● **What you have to do**: Line filter on the word "arguments": copy each matching line from the entries.

-- Opening Marker --

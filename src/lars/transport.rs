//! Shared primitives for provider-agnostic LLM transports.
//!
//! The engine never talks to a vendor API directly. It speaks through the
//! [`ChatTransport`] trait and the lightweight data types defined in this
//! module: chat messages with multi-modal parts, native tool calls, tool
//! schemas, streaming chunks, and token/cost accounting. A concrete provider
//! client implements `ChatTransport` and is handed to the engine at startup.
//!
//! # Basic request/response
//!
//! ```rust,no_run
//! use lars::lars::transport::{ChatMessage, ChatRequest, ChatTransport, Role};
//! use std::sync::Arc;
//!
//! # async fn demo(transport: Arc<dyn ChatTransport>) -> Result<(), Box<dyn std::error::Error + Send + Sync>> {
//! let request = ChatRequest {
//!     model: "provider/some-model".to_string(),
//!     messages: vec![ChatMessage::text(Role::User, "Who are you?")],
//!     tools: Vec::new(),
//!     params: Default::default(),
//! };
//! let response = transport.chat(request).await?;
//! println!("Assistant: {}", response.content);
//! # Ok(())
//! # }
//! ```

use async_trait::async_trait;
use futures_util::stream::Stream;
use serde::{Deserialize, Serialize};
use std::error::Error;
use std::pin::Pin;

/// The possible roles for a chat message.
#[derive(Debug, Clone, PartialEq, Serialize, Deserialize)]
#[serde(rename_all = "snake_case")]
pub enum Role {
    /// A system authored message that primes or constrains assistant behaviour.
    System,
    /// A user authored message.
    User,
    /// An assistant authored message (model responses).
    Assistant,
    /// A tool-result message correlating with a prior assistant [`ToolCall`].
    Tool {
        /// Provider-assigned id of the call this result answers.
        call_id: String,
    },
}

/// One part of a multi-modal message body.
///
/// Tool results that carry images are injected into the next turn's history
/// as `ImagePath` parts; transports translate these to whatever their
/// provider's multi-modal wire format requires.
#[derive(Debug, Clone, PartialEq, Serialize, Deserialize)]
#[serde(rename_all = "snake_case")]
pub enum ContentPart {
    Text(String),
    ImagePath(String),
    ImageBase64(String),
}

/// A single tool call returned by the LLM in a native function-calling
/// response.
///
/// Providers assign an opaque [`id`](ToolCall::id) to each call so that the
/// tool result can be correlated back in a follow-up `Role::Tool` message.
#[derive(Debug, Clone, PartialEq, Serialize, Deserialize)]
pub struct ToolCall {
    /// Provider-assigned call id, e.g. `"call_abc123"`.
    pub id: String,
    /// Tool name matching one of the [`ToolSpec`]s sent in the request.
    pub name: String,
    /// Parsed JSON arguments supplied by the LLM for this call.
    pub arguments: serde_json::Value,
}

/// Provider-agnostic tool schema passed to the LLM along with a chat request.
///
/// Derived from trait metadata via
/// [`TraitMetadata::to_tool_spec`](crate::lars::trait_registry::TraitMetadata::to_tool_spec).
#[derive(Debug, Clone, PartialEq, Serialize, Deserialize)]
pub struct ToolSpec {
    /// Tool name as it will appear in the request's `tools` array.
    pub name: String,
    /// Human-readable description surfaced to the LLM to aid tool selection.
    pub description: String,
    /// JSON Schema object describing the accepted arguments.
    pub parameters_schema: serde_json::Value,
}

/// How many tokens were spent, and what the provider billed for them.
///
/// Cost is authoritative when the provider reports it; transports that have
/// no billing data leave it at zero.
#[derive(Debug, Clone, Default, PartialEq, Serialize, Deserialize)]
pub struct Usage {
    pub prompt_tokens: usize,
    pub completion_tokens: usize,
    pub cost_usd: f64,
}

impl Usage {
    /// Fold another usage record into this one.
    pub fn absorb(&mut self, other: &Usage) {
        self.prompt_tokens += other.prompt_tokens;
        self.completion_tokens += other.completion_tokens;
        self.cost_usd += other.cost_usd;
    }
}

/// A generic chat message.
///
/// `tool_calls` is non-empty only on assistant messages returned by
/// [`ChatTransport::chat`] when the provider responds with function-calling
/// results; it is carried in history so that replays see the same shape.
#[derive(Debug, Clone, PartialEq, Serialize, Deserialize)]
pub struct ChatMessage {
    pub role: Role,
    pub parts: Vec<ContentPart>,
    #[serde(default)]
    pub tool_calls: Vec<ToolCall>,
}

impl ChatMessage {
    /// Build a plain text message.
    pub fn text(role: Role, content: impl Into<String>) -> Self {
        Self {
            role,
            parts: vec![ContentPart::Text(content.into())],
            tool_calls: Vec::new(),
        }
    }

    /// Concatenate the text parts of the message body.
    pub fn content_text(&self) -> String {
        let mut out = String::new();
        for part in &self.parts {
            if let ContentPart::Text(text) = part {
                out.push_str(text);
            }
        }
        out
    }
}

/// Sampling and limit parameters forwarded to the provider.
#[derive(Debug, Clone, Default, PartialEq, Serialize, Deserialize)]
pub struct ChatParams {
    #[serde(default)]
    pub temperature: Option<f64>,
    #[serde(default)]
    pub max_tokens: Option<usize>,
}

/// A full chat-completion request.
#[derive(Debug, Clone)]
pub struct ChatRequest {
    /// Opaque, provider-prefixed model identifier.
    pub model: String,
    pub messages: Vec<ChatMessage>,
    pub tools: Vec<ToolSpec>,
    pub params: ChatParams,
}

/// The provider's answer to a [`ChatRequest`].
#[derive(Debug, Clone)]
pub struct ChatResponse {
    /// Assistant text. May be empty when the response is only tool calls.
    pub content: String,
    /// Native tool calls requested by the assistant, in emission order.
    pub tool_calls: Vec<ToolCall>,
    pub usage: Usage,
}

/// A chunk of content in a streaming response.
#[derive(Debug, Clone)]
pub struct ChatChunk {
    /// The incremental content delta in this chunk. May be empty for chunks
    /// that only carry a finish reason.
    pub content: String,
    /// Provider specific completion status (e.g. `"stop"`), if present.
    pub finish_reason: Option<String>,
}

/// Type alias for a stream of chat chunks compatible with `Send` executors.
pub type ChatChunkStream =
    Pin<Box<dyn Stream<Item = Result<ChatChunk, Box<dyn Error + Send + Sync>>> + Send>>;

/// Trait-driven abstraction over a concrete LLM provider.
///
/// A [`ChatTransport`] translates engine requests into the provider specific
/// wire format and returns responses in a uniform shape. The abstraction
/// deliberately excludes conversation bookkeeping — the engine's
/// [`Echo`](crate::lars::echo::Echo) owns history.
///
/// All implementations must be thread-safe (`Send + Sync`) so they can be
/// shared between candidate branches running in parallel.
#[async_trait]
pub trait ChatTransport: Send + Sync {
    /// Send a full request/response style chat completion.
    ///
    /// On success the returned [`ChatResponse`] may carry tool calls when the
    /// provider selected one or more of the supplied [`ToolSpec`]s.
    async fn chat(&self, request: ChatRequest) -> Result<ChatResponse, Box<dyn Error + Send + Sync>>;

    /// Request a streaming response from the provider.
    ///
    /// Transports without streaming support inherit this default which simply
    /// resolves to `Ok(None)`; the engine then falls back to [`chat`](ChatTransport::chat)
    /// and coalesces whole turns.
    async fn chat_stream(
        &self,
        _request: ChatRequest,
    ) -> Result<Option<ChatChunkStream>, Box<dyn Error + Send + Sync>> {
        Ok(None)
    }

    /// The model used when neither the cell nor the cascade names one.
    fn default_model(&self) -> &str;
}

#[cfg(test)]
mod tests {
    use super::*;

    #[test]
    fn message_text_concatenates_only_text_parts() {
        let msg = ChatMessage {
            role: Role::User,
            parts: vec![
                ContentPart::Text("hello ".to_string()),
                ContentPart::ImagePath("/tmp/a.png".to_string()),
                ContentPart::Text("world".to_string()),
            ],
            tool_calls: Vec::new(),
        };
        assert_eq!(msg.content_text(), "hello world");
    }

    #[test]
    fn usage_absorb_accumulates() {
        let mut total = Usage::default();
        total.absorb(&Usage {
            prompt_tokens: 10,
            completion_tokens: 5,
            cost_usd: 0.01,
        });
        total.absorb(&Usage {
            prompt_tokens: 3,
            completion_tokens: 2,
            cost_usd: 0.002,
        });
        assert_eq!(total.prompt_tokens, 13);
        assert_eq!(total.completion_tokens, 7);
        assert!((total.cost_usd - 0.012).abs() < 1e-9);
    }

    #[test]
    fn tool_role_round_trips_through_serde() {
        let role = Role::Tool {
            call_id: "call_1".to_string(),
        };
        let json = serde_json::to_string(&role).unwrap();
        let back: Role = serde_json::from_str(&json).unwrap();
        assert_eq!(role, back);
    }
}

-- Closing Marker --
-- Opening Marker --

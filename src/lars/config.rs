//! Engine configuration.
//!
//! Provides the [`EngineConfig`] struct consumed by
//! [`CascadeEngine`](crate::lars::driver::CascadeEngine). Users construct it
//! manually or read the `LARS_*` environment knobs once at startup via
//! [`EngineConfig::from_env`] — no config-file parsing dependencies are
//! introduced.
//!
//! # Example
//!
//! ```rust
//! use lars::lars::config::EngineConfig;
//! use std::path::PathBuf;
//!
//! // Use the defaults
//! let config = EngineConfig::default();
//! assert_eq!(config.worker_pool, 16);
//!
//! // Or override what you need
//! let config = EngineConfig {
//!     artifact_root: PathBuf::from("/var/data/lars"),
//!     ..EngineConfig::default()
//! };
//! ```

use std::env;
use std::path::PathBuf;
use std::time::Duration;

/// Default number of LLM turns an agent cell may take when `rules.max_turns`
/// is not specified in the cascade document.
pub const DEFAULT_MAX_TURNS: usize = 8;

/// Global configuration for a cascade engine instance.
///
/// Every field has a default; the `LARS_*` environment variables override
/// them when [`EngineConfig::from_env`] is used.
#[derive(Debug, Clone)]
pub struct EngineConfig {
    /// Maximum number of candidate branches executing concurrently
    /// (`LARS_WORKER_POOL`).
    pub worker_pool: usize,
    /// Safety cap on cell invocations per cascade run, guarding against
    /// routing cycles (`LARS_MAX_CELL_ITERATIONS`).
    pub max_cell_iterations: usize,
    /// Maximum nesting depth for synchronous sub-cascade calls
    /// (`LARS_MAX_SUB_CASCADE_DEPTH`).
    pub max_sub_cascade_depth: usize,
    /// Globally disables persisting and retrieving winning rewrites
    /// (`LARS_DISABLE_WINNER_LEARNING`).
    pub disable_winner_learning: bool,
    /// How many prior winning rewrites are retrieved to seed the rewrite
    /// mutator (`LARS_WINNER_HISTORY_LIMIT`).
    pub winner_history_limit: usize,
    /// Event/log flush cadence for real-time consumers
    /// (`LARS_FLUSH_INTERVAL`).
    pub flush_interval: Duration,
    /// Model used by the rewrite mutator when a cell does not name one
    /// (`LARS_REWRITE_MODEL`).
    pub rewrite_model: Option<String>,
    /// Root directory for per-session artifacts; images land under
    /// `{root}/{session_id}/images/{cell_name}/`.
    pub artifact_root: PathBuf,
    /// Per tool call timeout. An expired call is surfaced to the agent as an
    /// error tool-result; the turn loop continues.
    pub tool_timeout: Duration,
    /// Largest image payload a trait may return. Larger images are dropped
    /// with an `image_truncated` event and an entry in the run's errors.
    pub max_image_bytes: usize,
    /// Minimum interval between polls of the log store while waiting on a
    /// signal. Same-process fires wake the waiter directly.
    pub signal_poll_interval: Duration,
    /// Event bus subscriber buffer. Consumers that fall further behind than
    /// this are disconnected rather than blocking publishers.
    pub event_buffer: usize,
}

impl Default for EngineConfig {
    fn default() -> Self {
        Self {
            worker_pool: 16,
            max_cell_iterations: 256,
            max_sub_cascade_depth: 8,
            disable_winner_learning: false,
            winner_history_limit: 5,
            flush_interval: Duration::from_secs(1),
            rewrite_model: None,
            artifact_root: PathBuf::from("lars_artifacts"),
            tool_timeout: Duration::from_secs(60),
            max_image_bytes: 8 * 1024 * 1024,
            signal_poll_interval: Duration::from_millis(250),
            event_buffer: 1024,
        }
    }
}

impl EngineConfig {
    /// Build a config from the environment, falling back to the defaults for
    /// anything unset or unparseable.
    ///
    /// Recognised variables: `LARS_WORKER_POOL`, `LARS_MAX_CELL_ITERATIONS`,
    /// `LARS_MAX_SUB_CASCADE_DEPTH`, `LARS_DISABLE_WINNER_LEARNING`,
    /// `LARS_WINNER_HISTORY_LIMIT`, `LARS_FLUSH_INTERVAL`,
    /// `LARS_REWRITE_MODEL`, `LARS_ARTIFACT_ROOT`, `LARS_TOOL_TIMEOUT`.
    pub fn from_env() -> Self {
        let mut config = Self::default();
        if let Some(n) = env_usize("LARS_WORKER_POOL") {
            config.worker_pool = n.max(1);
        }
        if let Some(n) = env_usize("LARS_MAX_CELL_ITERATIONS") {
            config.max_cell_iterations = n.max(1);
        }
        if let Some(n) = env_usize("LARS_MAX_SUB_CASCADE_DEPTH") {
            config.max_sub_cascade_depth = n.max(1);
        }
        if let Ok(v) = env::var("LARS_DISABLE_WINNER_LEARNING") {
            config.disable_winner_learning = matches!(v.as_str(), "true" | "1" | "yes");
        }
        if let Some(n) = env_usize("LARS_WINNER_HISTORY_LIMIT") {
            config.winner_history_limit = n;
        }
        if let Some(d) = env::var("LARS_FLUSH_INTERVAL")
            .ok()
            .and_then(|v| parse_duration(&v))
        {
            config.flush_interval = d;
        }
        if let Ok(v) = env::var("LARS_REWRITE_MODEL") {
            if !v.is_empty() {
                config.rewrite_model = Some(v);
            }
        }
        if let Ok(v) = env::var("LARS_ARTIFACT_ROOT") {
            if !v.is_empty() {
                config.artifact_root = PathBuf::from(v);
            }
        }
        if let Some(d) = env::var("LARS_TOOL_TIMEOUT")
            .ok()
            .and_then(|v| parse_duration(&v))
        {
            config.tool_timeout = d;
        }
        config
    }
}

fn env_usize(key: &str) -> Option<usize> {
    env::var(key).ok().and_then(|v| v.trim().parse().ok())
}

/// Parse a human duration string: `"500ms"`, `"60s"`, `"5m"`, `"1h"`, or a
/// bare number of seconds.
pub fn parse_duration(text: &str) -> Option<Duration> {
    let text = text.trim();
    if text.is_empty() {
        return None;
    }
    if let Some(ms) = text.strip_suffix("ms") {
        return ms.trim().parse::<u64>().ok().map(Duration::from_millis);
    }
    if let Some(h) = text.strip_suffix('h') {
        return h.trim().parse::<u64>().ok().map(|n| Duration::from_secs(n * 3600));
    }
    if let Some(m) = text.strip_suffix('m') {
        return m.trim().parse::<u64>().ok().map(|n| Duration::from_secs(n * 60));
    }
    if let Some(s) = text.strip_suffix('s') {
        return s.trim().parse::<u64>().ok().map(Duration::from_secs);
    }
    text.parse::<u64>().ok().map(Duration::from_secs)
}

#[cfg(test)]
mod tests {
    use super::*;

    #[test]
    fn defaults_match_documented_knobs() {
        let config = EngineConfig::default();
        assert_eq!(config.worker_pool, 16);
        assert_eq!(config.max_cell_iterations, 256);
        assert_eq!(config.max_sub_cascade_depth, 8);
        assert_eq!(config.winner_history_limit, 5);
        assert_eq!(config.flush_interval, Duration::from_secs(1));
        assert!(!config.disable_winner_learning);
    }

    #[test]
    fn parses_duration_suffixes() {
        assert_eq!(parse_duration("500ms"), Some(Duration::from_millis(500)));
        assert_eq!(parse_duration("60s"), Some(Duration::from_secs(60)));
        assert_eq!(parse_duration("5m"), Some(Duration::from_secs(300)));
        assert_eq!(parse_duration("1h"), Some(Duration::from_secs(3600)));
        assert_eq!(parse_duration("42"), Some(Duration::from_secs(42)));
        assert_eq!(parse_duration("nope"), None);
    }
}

-- Closing Marker --
-- Opening Marker --

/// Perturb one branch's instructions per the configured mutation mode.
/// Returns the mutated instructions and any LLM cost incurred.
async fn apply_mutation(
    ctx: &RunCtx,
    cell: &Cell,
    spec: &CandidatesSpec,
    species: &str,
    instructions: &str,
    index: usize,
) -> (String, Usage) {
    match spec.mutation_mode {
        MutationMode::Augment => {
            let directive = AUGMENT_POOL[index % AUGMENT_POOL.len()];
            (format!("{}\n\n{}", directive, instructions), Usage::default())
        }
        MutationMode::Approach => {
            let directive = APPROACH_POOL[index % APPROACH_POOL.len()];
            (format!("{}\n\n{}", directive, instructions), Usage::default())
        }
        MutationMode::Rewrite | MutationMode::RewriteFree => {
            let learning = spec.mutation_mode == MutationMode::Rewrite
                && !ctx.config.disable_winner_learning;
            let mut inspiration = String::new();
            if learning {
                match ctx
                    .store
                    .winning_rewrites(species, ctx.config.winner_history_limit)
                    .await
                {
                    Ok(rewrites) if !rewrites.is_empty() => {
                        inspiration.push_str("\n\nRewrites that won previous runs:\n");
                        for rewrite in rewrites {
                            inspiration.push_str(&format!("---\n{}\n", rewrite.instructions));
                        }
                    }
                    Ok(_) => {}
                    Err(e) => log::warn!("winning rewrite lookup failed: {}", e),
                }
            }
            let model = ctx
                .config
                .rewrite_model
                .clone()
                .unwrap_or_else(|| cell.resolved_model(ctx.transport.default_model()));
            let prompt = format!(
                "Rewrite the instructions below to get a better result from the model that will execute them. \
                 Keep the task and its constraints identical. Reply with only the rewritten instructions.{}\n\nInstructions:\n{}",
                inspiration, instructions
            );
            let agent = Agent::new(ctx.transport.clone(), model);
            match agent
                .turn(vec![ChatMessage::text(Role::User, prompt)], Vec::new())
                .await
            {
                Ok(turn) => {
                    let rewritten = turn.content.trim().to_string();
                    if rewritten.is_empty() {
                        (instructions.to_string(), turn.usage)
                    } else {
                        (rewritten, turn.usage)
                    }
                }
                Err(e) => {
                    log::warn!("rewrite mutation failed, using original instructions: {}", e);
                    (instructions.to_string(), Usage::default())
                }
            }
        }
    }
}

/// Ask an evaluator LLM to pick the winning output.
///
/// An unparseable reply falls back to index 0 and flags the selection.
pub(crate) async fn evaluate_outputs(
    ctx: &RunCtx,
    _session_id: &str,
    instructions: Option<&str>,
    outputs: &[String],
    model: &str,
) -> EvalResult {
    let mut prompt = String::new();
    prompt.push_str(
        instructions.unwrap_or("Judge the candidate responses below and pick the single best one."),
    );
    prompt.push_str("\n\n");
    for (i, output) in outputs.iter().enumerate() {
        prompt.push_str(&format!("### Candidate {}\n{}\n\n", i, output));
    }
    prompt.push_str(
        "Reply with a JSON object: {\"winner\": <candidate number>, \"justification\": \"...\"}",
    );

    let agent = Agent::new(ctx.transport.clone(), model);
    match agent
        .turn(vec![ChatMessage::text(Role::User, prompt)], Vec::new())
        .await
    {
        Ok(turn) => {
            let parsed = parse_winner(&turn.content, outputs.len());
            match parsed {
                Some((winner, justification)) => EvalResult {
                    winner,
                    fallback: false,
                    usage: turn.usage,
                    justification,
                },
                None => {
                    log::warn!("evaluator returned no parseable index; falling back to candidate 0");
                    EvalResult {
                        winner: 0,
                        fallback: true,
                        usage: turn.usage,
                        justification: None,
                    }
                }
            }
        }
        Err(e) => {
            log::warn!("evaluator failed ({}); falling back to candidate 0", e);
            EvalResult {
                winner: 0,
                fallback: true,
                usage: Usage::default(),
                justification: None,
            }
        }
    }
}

-- Closing Marker --

● **Final answer**:
    /// Parsed JSON arguments supplied by the LLM for this call.
    pub arguments: serde_json::Value,
    /// JSON Schema object describing the accepted arguments.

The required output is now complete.